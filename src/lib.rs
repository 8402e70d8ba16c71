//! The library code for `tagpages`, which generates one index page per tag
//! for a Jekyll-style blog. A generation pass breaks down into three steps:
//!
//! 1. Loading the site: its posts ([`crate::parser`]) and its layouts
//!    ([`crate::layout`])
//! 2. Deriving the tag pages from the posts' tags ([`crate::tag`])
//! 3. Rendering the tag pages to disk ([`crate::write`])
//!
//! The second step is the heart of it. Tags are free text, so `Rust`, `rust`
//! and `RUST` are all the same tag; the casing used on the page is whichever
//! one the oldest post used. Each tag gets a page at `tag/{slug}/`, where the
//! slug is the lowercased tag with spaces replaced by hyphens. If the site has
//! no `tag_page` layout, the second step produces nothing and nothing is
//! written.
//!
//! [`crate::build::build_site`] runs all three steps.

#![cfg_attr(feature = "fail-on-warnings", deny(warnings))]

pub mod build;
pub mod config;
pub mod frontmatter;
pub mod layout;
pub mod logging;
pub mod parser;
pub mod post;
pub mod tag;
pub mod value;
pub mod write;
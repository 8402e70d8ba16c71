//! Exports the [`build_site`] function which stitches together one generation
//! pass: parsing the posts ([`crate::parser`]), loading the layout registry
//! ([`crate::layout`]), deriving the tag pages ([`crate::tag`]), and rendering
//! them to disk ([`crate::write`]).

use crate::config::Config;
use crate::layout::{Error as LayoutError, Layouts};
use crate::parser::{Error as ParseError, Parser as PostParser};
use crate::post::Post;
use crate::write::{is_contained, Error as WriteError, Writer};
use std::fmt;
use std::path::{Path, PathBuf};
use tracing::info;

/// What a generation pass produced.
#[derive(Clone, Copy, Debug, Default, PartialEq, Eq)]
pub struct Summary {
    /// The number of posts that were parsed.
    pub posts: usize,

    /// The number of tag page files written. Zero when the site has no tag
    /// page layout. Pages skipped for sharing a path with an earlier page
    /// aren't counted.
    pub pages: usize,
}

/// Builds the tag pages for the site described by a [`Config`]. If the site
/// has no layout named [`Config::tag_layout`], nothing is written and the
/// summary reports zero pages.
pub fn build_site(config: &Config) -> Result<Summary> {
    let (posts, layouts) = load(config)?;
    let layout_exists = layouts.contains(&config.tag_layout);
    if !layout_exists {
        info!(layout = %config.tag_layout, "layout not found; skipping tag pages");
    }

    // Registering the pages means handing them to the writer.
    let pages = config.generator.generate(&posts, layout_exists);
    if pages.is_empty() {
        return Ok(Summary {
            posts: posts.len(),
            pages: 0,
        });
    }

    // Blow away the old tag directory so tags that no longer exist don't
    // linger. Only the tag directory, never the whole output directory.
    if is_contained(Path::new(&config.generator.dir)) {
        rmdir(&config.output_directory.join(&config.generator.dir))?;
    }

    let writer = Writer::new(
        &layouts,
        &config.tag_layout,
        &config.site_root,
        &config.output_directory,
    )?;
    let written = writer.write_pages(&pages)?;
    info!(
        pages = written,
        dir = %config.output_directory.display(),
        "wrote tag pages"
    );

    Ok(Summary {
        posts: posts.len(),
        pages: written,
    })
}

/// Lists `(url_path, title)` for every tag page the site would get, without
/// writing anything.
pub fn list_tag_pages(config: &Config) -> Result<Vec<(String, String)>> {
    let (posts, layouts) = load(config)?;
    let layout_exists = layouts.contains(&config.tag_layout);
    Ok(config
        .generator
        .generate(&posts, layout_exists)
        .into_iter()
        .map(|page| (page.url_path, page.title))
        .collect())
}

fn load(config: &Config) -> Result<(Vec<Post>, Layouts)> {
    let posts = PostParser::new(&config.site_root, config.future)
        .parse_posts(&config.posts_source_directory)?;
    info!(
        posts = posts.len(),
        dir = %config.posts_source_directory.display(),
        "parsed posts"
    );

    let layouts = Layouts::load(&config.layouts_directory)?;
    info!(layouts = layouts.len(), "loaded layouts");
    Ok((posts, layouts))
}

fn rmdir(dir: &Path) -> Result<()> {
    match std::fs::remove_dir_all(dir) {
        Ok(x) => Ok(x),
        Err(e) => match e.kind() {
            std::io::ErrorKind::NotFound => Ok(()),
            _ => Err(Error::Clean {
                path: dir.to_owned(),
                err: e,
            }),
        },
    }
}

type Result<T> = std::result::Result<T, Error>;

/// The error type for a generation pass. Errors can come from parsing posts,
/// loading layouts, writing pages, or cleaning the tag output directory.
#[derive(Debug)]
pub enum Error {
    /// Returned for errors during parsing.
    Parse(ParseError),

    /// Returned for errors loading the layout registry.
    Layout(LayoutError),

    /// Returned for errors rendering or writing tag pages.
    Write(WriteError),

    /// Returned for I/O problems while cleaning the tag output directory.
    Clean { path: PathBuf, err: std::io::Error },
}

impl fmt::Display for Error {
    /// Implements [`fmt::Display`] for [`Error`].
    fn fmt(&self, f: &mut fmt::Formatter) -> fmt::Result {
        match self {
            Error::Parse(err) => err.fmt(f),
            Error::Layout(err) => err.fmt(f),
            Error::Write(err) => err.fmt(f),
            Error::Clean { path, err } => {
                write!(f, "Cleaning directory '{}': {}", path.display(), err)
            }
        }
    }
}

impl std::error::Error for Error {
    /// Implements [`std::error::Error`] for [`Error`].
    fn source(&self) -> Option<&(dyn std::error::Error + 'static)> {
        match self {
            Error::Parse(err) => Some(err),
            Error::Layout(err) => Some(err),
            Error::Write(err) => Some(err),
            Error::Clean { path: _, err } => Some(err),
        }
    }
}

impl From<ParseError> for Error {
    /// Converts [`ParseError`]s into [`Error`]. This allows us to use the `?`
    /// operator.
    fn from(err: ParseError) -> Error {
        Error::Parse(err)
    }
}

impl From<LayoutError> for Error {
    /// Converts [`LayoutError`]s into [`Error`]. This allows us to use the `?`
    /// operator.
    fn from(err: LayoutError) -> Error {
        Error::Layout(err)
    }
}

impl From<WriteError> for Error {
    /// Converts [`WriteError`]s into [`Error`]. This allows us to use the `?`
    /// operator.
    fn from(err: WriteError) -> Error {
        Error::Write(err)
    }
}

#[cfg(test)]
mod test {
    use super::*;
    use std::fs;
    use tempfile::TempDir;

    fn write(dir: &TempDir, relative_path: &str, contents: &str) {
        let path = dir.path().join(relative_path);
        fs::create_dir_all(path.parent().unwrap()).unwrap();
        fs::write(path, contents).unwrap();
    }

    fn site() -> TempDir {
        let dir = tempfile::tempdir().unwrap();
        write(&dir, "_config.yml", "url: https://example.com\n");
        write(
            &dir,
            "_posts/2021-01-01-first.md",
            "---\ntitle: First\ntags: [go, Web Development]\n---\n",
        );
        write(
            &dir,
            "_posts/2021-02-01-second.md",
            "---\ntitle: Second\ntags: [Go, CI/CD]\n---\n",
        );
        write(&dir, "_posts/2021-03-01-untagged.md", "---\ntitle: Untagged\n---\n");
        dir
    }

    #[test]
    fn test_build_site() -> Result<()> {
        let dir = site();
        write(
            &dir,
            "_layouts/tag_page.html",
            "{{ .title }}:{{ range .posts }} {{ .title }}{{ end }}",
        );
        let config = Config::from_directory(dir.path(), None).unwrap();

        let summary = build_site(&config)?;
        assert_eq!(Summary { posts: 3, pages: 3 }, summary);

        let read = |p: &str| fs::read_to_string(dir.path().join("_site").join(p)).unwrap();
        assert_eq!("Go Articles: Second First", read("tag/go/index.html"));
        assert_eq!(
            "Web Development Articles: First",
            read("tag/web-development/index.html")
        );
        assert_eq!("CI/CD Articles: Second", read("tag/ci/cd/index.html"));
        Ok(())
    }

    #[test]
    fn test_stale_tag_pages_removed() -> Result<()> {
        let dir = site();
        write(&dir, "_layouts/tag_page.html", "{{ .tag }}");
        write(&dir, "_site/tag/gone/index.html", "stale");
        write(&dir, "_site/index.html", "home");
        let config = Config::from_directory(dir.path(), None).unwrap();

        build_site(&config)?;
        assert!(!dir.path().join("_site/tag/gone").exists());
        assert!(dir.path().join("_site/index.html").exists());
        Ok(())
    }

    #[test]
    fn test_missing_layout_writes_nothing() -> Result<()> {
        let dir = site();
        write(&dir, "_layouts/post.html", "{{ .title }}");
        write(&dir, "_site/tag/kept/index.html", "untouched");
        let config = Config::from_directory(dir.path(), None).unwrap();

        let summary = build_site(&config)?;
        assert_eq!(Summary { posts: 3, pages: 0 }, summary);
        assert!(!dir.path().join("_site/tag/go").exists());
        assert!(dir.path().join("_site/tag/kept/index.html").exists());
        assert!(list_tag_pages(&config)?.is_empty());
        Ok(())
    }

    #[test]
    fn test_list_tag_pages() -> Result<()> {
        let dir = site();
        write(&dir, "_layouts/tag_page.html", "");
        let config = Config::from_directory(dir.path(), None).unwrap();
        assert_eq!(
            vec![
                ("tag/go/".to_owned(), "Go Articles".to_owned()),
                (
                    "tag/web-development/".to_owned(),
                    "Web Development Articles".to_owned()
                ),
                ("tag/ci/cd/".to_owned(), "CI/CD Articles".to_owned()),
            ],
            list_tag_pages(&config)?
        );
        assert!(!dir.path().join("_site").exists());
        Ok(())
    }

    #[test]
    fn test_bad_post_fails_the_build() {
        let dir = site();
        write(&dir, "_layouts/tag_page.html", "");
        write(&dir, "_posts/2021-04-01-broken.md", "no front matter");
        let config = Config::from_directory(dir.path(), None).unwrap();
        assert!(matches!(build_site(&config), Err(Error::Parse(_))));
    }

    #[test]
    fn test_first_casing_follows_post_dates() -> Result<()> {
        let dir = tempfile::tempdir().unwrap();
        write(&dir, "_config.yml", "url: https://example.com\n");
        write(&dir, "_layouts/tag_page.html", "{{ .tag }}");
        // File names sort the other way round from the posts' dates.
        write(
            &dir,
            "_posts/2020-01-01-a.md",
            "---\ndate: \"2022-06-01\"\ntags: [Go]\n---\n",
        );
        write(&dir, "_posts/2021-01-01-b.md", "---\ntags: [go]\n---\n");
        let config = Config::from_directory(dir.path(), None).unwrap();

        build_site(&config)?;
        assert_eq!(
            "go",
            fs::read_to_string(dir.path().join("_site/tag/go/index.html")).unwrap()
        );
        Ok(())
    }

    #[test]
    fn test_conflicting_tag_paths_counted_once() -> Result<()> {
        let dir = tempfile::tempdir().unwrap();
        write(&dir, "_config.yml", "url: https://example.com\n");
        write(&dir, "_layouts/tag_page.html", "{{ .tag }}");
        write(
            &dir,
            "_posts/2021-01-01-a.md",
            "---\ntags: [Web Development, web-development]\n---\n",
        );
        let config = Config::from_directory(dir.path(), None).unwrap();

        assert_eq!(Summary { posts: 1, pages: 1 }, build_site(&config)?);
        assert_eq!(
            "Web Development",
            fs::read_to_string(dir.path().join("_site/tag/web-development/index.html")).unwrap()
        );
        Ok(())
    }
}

- - -

Please list every line of the records that contains "Returned".

**WRITTEN RESPONSE**
    /// Returned for errors during parsing.
    /// Returned for errors loading the layout registry.
    /// Returned for errors rendering or writing tag pages.
    /// Returned for I/O problems while cleaning the tag output directory.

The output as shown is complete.